PNS improved cardiac function, and inhibited cardiac fibrosis and pyroptosis in a dose-dependent manner in model rats and injured H9c2 cells (p < 0.01). The expression of fibrosis-related genes (COL-I, COL-III, TGF-β, α-SMA) and pyroptosis-related proteins (NLRP3, ASC, IL-1β, TGF-β1, GSDMD-N, and caspase-1) was inhibited by PNS in injured cardiac tissues and cells (p < 0.01). Additionally, ANRIL was upregulated in model rats and injured cells, but PNS reduced its expression in a dose-dependent manner (p < 0.05). Additionally, the inhibitory effect of PNS on pyroptosis in injured H9c2 cells was enhanced by VX765 and reversed by ANRIL overexpression, respectively (p < 0.05).
PNS inhibits pyroptosis by downregulating lncRNA-ANRIL in CRS4.

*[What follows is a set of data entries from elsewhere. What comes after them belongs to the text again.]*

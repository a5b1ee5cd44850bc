//! Tracing setup for the trainer binary.
//!
//! Two layers share one filter directive from `[logging] filter`: a console
//! layer on stderr, which `RUST_LOG` overrides, and an optional rolling file
//! under `~/.local/share/mimic-trainer/logs/` by default. Episode and step
//! events are emitted at `debug`, so `filter = "info,mimic_trainer::episode=debug"`
//! traces every step of a run without flooding the rest.

use serde::{Deserialize, Serialize};
use std::fmt;
use std::path::PathBuf;
use tracing_appender::rolling::{RollingFileAppender, Rotation};
use tracing_subscriber::layer::SubscriberExt;
use tracing_subscriber::util::SubscriberInitExt;
use tracing_subscriber::{EnvFilter, Layer};

/// `[logging]` section.
#[derive(Debug, Clone, PartialEq, Eq, Serialize, Deserialize)]
pub struct LoggingConfig {
    /// `EnvFilter` directive, e.g. `"warn,mimic_trainer=info"`.
    #[serde(default = "default_filter")]
    pub filter: String,
    /// Also write to a rolling log file.
    #[serde(default = "default_to_file")]
    pub to_file: bool,
    /// Log file directory. Defaults to the XDG data dir.
    #[serde(default)]
    pub dir: Option<PathBuf>,
    /// File name prefix; the appender adds the date.
    #[serde(default = "default_file_prefix")]
    pub file_prefix: String,
    #[serde(default)]
    pub rotation: LogRotation,
}

fn default_filter() -> String {
    "info".to_string()
}

fn default_to_file() -> bool {
    true
}

fn default_file_prefix() -> String {
    "mimic-trainer.log".to_string()
}

impl Default for LoggingConfig {
    fn default() -> Self {
        Self {
            filter: default_filter(),
            to_file: default_to_file(),
            dir: None,
            file_prefix: default_file_prefix(),
            rotation: LogRotation::default(),
        }
    }
}

impl LoggingConfig {
    /// Console-only logging with the given filter.
    #[must_use]
    pub fn console(filter: impl Into<String>) -> Self {
        Self {
            filter: filter.into(),
            to_file: false,
            ..Self::default()
        }
    }

    /// Writes log files into `dir`.
    #[must_use]
    pub fn with_dir(mut self, dir: impl Into<PathBuf>) -> Self {
        self.dir = Some(dir.into());
        self.to_file = true;
        self
    }

    /// Checks that the filter directive parses.
    ///
    /// # Errors
    ///
    /// Returns `LoggingError::invalid_filter` with the parser's message.
    pub fn validate(&self) -> Result<(), LoggingError> {
        EnvFilter::try_new(&self.filter)
            .map(|_| ())
            .map_err(|e| LoggingError::invalid_filter(&self.filter, e.to_string()))
    }

    /// Directory log files are written to.
    ///
    /// # Errors
    ///
    /// Returns an error if no directory is configured and the platform data
    /// directory is unknown.
    pub fn log_dir(&self) -> Result<PathBuf, LoggingError> {
        if let Some(dir) = &self.dir {
            return Ok(dir.clone());
        }
        dirs::data_local_dir()
            .map(|dir| dir.join("mimic-trainer").join("logs"))
            .ok_or_else(LoggingError::no_log_dir)
    }
}

/// How often the log file rolls over.
#[derive(Debug, Clone, Copy, PartialEq, Eq, Default, Serialize, Deserialize)]
#[serde(rename_all = "lowercase")]
pub enum LogRotation {
    Hourly,
    #[default]
    Daily,
    Never,
}

impl From<LogRotation> for Rotation {
    fn from(rotation: LogRotation) -> Self {
        match rotation {
            LogRotation::Hourly => Rotation::HOURLY,
            LogRotation::Daily => Rotation::DAILY,
            LogRotation::Never => Rotation::NEVER,
        }
    }
}

/// Keeps the background file writer alive. Dropping it flushes the file.
pub struct LoggingGuard {
    _writer: Option<tracing_appender::non_blocking::WorkerGuard>,
}

impl fmt::Debug for LoggingGuard {
    fn fmt(&self, f: &mut fmt::Formatter<'_>) -> fmt::Result {
        f.debug_struct("LoggingGuard")
            .field("file", &self._writer.is_some())
            .finish()
    }
}

/// Errors raised while installing the subscriber.
#[derive(Debug, Clone, PartialEq, Eq)]
pub struct LoggingError {
    /// The specific error that occurred
    pub kind: LoggingErrorKind,
}

/// Specific logging error types.
#[derive(Debug, Clone, PartialEq, Eq)]
pub enum LoggingErrorKind {
    /// The filter directive did not parse
    InvalidFilter {
        /// The configured directive
        directive: String,
        /// The parser's message
        reason: String,
    },
    /// No log directory configured and no platform default
    NoLogDir,
    /// The log directory could not be created
    CreateDir {
        /// The directory
        path: PathBuf,
        /// The OS error message
        reason: String,
    },
    /// A global subscriber was already installed
    AlreadyInstalled {
        /// The subscriber's message
        reason: String,
    },
}

impl LoggingError {
    /// Creates a new LoggingError with the given kind.
    #[must_use]
    pub fn new(kind: LoggingErrorKind) -> Self {
        Self { kind }
    }

    /// Creates an invalid filter error.
    #[must_use]
    pub fn invalid_filter(directive: impl Into<String>, reason: impl Into<String>) -> Self {
        Self::new(LoggingErrorKind::InvalidFilter {
            directive: directive.into(),
            reason: reason.into(),
        })
    }

    /// Creates a missing log directory error.
    #[must_use]
    pub fn no_log_dir() -> Self {
        Self::new(LoggingErrorKind::NoLogDir)
    }

    /// Creates a directory creation error.
    #[must_use]
    pub fn create_dir(path: impl Into<PathBuf>, reason: impl Into<String>) -> Self {
        Self::new(LoggingErrorKind::CreateDir {
            path: path.into(),
            reason: reason.into(),
        })
    }

    /// Creates an already-installed error.
    #[must_use]
    pub fn already_installed(reason: impl Into<String>) -> Self {
        Self::new(LoggingErrorKind::AlreadyInstalled {
            reason: reason.into(),
        })
    }
}

impl fmt::Display for LoggingError {
    fn fmt(&self, f: &mut fmt::Formatter<'_>) -> fmt::Result {
        match &self.kind {
            LoggingErrorKind::InvalidFilter { directive, reason } => {
                write!(f, "invalid log filter '{}': {}", directive, reason)
            }
            LoggingErrorKind::NoLogDir => {
                write!(
                    f,
                    "could not determine a log directory; set logging.dir or XDG_DATA_HOME"
                )
            }
            LoggingErrorKind::CreateDir { path, reason } => {
                write!(
                    f,
                    "failed to create log directory '{}': {}",
                    path.display(),
                    reason
                )
            }
            LoggingErrorKind::AlreadyInstalled { reason } => {
                write!(f, "tracing subscriber already installed: {}", reason)
            }
        }
    }
}

impl std::error::Error for LoggingError {}

/// Installs the global subscriber.
///
/// Hold the returned guard until the process exits.
///
/// # Errors
///
/// Returns an error if the filter is invalid, the log directory cannot be
/// created, or a subscriber is already installed.
pub fn init_logging(config: &LoggingConfig) -> Result<LoggingGuard, LoggingError> {
    config.validate()?;

    let console_filter = match EnvFilter::try_from_default_env() {
        Ok(filter) => filter,
        Err(_) => EnvFilter::new(&config.filter),
    };
    let console = tracing_subscriber::fmt::layer()
        .with_writer(std::io::stderr)
        .with_target(false)
        .with_filter(console_filter);

    let (file, writer) = if config.to_file {
        let dir = config.log_dir()?;
        std::fs::create_dir_all(&dir).map_err(|e| LoggingError::create_dir(&dir, e.to_string()))?;

        let appender = RollingFileAppender::new(config.rotation.into(), &dir, &config.file_prefix);
        let (non_blocking, writer) = tracing_appender::non_blocking(appender);
        let layer = tracing_subscriber::fmt::layer()
            .with_writer(non_blocking)
            .with_ansi(false)
            .with_filter(EnvFilter::new(&config.filter));
        (Some(layer), Some(writer))
    } else {
        (None, None)
    };

    tracing_subscriber::registry()
        .with(console)
        .with(file)
        .try_init()
        .map_err(|e| LoggingError::already_installed(e.to_string()))?;

    Ok(LoggingGuard { _writer: writer })
}

#[cfg(test)]
mod tests {
    use super::*;

    #[test]
    fn defaults_log_info_to_daily_file() {
        let config = LoggingConfig::default();
        assert_eq!(config.filter, "info");
        assert!(config.to_file);
        assert_eq!(config.rotation, LogRotation::Daily);
        assert!(config.validate().is_ok());
    }

    #[test]
    fn parses_partial_section() {
        let config: LoggingConfig =
            toml::from_str("filter = \"debug\"\nrotation = \"never\"").unwrap();
        assert_eq!(config.filter, "debug");
        assert_eq!(config.rotation, LogRotation::Never);
        assert_eq!(config.file_prefix, "mimic-trainer.log");
    }

    #[test]
    fn rejects_malformed_filter() {
        let config = LoggingConfig::console("mimic_trainer=notalevel");
        let error = config.validate().unwrap_err();
        assert!(matches!(error.kind, LoggingErrorKind::InvalidFilter { .. }));
        assert!(error.to_string().contains("notalevel"));
    }

    #[test]
    fn console_config_skips_file() {
        let config = LoggingConfig::console("warn");
        assert!(!config.to_file);
        assert!(config.with_dir("/tmp/x").to_file);
    }

    #[test]
    fn explicit_dir_wins() {
        let config = LoggingConfig::default().with_dir("/var/log/mimic");
        assert_eq!(config.log_dir().unwrap(), PathBuf::from("/var/log/mimic"));
    }

    #[test]
    fn default_dir_is_namespaced() {
        if let Ok(dir) = LoggingConfig::default().log_dir() {
            assert!(dir.ends_with("mimic-trainer/logs"));
        }
    }

    #[test]
    fn rotation_maps_to_appender() {
        assert_eq!(Rotation::from(LogRotation::Hourly), Rotation::HOURLY);
        assert_eq!(Rotation::from(LogRotation::Never), Rotation::NEVER);
    }
}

心肾综合征4型(CRS4)是慢性肾脏病的一种并发症。三七总皂苷(PNS)已被证实对心血管疾病有效。本研究旨在探讨PNS在CRS4中的治疗作用及机制。
用PNS处理CRS4模型大鼠和缺氧诱导的心肌细胞,同时分别使用和不使用焦亡抑制剂VX765以及ANRIL过表达质粒。分别通过超声心动图和酶联免疫吸附测定法(ELISA)测量心功能和心肾功能生物标志物水平。通过Masson染色检测心肌纤维化。使用细胞计数试剂盒-8和流式细胞术测定细胞活力。采用逆转录定量聚合酶链反应(RT-qPCR)检测纤维化相关基因(I型胶原、III型胶原、转化生长因子-β、α-平滑肌肌动蛋白)和ANRIL的表达。通过蛋白质免疫印迹法或免疫荧光染色测定NLRP3、凋亡相关斑点样蛋白(ASC)、白细胞介素-1β、转化生长因子-β1、Gasdermin D-N端片段(GSDMD-N)和半胱天冬酶-1等焦亡相关蛋白水平。
PNS以剂量依赖性方式改善模型大鼠的心功能,并抑制心肌纤维化和焦亡,在损伤的H9c2细胞中也有同样效果(p < 0.01)。PNS抑制损伤心脏组织和细胞中纤维化相关基因(I型胶原、III型胶原、转化生长因子-β、α-平滑肌肌动蛋白)和焦亡相关蛋白(NLRP3、ASC、白细胞介素-1β、转化生长因子-β1、GSDMD-N和半胱天冬酶-1)的表达(p < 0.01)。此外,模型大鼠和损伤细胞中ANRIL上调,但PNS以剂量依赖性方式降低其表达(p < 0.05)。此外,VX765增强了PNS对损伤H9c2细胞焦亡的抑制作用,而ANRIL过表达则逆转了这种作用(p < 0.05)。
PNS通过下调CRS4中的长链非编码RNA-ANRIL抑制焦亡。